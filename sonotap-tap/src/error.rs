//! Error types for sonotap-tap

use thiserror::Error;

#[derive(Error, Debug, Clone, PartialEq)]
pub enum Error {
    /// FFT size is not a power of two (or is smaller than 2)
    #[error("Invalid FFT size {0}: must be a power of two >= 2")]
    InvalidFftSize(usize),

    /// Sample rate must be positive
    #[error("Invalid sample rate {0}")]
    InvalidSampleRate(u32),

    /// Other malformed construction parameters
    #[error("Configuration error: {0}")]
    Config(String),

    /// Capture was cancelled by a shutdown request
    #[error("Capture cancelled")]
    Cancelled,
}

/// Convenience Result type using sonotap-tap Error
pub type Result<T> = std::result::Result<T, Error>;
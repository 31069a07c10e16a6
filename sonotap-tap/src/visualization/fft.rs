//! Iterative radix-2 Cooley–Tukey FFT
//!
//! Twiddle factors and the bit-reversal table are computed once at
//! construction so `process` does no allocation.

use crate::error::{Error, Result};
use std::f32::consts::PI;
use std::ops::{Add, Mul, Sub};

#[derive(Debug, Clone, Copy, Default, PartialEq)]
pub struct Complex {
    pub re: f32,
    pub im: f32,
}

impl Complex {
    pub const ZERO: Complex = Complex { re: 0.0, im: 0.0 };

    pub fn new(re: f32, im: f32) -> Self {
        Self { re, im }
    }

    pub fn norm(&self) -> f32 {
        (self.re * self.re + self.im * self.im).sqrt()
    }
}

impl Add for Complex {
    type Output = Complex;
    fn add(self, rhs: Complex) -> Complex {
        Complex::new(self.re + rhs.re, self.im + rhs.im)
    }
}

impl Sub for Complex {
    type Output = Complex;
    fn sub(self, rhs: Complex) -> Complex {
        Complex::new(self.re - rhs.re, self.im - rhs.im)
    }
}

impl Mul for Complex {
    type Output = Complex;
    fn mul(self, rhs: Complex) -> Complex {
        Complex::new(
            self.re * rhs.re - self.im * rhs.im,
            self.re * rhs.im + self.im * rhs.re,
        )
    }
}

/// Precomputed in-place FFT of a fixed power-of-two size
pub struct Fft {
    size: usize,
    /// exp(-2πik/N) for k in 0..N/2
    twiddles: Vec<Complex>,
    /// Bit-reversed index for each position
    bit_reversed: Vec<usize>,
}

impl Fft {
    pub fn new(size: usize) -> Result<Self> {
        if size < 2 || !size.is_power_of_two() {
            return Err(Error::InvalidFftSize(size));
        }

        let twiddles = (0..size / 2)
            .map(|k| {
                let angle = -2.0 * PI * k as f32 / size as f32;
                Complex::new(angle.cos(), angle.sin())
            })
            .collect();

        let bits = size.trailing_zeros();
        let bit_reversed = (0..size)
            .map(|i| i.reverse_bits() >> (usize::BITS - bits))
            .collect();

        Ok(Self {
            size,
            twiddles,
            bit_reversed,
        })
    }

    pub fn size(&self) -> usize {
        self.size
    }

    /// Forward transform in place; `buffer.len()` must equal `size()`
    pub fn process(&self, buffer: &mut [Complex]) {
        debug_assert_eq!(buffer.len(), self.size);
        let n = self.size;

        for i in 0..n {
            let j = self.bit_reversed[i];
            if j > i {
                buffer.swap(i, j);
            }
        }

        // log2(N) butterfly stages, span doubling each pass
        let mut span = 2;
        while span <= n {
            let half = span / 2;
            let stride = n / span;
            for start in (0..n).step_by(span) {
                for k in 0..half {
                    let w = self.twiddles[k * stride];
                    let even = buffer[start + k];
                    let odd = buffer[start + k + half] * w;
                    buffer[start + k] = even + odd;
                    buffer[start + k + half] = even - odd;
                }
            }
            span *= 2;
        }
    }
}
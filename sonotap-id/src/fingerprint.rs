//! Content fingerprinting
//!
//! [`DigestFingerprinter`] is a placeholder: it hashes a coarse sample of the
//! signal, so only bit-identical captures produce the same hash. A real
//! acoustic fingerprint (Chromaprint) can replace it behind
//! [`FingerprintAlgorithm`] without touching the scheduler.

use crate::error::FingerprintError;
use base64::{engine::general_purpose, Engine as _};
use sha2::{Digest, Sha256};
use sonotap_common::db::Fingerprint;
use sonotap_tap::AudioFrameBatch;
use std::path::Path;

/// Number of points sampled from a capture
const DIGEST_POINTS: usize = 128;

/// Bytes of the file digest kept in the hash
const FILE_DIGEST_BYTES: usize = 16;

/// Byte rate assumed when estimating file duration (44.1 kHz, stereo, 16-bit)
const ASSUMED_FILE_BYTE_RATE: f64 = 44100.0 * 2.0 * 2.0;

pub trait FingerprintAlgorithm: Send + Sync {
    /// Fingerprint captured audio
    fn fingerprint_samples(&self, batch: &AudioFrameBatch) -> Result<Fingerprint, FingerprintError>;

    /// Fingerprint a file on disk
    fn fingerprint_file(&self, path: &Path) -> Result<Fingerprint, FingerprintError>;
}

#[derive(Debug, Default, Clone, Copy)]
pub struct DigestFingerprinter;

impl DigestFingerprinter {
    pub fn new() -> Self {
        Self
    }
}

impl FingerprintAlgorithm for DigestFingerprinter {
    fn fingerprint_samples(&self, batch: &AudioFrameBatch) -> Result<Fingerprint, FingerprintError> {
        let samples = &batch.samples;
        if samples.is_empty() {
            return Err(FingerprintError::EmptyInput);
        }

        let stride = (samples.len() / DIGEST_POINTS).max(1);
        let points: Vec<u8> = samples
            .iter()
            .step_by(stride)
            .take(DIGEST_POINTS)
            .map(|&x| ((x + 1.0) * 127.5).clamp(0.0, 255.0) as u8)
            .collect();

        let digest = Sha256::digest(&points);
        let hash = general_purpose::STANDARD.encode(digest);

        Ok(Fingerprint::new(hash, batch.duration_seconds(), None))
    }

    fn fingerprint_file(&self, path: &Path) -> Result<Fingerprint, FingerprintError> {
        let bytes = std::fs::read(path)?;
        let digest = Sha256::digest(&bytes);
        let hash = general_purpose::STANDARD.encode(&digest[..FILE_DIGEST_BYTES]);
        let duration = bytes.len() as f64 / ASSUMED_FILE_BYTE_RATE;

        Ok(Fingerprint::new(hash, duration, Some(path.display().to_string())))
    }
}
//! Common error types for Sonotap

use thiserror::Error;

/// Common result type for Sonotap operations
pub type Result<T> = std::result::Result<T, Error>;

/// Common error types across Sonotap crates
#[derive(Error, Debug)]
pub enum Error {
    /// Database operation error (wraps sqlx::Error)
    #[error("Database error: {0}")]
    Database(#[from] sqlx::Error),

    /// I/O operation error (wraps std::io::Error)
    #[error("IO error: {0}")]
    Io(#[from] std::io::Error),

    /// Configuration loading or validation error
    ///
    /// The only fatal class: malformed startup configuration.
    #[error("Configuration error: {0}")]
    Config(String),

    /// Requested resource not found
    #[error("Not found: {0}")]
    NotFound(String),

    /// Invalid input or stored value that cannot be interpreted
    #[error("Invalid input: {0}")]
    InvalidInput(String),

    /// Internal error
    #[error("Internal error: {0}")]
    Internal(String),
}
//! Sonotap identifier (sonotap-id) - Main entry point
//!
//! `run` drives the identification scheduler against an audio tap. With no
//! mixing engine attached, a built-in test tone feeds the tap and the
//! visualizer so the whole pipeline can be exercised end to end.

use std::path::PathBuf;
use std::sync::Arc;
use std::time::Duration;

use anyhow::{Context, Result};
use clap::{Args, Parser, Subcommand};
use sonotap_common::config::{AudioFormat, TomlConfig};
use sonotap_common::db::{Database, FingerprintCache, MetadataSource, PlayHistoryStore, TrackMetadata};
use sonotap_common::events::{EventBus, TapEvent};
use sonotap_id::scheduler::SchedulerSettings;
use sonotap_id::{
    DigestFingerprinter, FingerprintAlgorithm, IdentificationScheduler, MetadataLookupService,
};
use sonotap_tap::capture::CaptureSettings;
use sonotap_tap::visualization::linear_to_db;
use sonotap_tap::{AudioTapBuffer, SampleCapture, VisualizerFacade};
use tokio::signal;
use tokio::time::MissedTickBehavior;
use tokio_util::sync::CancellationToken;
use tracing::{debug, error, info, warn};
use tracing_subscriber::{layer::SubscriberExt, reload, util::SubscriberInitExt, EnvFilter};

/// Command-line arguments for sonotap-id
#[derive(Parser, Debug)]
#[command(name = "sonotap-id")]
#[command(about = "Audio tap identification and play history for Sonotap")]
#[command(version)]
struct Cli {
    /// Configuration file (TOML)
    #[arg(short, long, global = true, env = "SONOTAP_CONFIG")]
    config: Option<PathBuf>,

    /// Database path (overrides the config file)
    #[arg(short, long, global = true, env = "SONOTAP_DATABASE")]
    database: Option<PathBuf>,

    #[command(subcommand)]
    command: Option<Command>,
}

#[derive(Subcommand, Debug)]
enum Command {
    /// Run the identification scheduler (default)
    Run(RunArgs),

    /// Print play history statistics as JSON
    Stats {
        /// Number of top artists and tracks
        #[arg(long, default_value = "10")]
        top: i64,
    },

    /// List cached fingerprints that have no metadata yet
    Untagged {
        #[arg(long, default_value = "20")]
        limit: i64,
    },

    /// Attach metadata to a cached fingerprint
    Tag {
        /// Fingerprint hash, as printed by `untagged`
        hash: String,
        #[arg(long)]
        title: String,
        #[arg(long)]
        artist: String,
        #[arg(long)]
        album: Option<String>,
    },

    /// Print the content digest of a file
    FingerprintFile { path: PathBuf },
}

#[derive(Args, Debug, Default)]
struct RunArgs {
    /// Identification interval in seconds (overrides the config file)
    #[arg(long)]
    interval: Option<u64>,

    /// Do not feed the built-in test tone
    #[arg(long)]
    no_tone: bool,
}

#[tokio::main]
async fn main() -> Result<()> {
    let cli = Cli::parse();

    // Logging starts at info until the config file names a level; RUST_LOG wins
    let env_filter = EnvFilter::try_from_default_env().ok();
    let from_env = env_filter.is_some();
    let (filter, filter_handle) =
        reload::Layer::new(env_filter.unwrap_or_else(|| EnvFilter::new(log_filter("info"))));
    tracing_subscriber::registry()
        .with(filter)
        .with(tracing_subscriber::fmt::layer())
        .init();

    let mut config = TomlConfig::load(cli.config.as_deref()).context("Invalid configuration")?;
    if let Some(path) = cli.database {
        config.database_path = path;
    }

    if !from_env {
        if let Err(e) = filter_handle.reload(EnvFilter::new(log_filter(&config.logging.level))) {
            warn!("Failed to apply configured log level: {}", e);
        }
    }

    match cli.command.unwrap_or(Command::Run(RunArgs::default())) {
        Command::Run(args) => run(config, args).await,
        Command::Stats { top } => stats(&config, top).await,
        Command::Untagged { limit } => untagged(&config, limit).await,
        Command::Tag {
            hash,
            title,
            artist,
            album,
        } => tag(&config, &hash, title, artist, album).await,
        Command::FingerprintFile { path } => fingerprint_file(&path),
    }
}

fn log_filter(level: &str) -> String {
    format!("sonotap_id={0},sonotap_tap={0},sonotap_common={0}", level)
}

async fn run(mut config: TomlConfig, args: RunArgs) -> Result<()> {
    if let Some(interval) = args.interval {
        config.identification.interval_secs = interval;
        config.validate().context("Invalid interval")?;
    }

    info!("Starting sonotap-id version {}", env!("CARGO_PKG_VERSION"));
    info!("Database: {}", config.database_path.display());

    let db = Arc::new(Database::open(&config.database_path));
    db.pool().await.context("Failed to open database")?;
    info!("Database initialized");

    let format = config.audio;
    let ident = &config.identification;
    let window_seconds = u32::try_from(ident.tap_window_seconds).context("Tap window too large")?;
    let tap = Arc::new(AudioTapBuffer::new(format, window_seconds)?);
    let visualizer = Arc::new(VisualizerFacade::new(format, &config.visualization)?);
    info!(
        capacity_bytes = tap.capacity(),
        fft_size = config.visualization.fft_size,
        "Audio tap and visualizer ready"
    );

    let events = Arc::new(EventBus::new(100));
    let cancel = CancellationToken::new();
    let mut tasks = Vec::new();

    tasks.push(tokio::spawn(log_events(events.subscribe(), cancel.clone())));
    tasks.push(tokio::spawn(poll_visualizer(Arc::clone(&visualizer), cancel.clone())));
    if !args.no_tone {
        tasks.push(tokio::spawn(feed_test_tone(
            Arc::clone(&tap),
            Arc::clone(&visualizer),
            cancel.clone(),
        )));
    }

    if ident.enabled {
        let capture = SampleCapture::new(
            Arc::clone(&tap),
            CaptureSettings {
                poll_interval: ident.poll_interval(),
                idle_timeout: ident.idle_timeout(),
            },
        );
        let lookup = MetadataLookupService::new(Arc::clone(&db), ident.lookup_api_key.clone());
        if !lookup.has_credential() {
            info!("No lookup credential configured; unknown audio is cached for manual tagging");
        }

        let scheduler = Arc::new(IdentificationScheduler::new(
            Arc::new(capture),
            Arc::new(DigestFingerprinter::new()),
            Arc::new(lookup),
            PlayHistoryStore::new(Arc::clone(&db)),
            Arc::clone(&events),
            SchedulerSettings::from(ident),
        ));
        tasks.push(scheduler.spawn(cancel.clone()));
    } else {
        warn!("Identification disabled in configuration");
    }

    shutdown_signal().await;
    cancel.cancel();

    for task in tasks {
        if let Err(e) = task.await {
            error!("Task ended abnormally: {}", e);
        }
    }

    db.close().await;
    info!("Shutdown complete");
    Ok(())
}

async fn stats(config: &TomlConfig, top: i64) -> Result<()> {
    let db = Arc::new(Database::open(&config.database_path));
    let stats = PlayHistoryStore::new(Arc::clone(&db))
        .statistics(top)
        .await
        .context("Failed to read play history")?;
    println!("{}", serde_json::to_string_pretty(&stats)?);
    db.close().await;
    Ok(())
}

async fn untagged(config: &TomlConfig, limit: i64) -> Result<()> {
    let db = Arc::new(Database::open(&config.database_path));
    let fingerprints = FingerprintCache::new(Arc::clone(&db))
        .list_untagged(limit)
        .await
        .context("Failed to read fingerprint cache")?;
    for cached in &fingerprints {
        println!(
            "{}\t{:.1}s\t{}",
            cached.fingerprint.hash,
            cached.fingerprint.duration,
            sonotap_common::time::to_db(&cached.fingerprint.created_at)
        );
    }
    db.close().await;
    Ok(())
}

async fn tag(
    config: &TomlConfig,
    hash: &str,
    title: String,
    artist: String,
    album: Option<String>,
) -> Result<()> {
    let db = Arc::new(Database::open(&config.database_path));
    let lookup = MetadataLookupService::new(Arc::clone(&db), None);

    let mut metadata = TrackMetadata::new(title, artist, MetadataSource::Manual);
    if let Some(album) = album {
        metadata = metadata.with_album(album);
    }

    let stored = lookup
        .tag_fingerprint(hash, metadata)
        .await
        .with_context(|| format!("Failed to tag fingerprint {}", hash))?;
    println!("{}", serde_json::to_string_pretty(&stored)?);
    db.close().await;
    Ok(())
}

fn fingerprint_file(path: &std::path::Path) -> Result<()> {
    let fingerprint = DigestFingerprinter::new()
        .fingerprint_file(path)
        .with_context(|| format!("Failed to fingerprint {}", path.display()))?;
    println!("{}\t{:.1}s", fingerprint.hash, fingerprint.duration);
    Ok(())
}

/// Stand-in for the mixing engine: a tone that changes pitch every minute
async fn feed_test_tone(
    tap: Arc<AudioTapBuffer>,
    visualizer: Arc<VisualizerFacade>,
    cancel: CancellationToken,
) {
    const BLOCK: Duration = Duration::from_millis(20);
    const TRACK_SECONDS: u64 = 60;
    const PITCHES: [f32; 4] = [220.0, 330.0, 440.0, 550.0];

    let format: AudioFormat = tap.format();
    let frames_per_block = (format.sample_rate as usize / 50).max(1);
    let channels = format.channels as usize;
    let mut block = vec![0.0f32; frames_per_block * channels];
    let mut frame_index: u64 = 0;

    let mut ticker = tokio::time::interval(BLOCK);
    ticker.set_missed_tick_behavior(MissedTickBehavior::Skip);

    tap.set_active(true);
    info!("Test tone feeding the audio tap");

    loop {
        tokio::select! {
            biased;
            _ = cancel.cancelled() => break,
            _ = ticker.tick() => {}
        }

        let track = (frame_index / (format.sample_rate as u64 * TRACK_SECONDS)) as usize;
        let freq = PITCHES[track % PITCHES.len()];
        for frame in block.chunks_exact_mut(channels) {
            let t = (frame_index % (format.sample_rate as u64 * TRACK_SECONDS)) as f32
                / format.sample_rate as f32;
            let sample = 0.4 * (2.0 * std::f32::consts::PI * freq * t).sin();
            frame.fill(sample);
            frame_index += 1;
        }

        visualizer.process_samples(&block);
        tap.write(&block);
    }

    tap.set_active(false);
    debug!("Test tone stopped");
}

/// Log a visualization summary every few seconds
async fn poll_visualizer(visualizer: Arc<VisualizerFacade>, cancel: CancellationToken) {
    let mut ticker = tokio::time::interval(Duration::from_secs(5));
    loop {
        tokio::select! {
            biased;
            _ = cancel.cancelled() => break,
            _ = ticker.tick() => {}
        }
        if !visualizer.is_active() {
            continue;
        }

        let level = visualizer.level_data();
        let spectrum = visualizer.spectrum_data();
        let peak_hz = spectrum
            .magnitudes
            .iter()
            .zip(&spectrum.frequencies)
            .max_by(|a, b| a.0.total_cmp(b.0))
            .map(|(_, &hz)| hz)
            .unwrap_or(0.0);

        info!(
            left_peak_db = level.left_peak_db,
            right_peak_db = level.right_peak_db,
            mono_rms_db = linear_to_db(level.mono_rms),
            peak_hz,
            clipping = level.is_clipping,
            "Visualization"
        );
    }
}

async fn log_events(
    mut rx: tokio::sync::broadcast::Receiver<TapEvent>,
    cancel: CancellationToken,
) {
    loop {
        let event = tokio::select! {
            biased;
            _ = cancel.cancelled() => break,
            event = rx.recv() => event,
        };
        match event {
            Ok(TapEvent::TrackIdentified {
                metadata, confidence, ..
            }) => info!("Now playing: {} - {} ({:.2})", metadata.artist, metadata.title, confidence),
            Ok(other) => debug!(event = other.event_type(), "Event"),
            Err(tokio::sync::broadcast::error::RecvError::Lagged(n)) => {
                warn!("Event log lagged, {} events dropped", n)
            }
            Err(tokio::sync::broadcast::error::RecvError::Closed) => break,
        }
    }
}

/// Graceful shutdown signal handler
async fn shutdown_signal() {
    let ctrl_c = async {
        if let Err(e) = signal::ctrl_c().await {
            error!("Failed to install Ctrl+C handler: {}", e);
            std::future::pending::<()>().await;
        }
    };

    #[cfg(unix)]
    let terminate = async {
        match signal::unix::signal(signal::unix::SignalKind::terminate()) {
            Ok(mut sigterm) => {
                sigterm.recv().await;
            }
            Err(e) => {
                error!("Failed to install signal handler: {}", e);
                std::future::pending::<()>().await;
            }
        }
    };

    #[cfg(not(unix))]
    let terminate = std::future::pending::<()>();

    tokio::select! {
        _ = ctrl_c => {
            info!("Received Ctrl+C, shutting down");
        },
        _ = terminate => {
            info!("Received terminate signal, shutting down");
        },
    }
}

What to do:
Which lines run from the first of the listing to the line containing "impl Sub for"? Reproduce those exactly, both ends included.

Written response:
filename sonotap-tap/src/error.rs
//! Error types for sonotap-tap

use thiserror::Error;

#[derive(Error, Debug, Clone, PartialEq)]
pub enum Error {
    /// FFT size is not a power of two (or is smaller than 2)
    #[error("Invalid FFT size {0}: must be a power of two >= 2")]
    InvalidFftSize(usize),

    /// Sample rate must be positive
    #[error("Invalid sample rate {0}")]
    InvalidSampleRate(u32),

    /// Other malformed construction parameters
    #[error("Configuration error: {0}")]
    Config(String),

    /// Capture was cancelled by a shutdown request
    #[error("Capture cancelled")]
    Cancelled,
}

/// Convenience Result type using sonotap-tap Error
pub type Result<T> = std::result::Result<T, Error>;
repository 31069a07c10e16a6
filename sonotap-tap/src/visualization/fft.rs
//! Iterative radix-2 Cooley–Tukey FFT
//!
//! Twiddle factors and the bit-reversal table are computed once at
//! construction so `process` does no allocation.

use crate::error::{Error, Result};
use std::f32::consts::PI;
use std::ops::{Add, Mul, Sub};

#[derive(Debug, Clone, Copy, Default, PartialEq)]
pub struct Complex {
    pub re: f32,
    pub im: f32,
}

impl Complex {
    pub const ZERO: Complex = Complex { re: 0.0, im: 0.0 };

    pub fn new(re: f32, im: f32) -> Self {
        Self { re, im }
    }

    pub fn norm(&self) -> f32 {
        (self.re * self.re + self.im * self.im).sqrt()
    }
}

impl Add for Complex {
    type Output = Complex;
    fn add(self, rhs: Complex) -> Complex {
        Complex::new(self.re + rhs.re, self.im + rhs.im)
    }
}

impl Sub for Complex {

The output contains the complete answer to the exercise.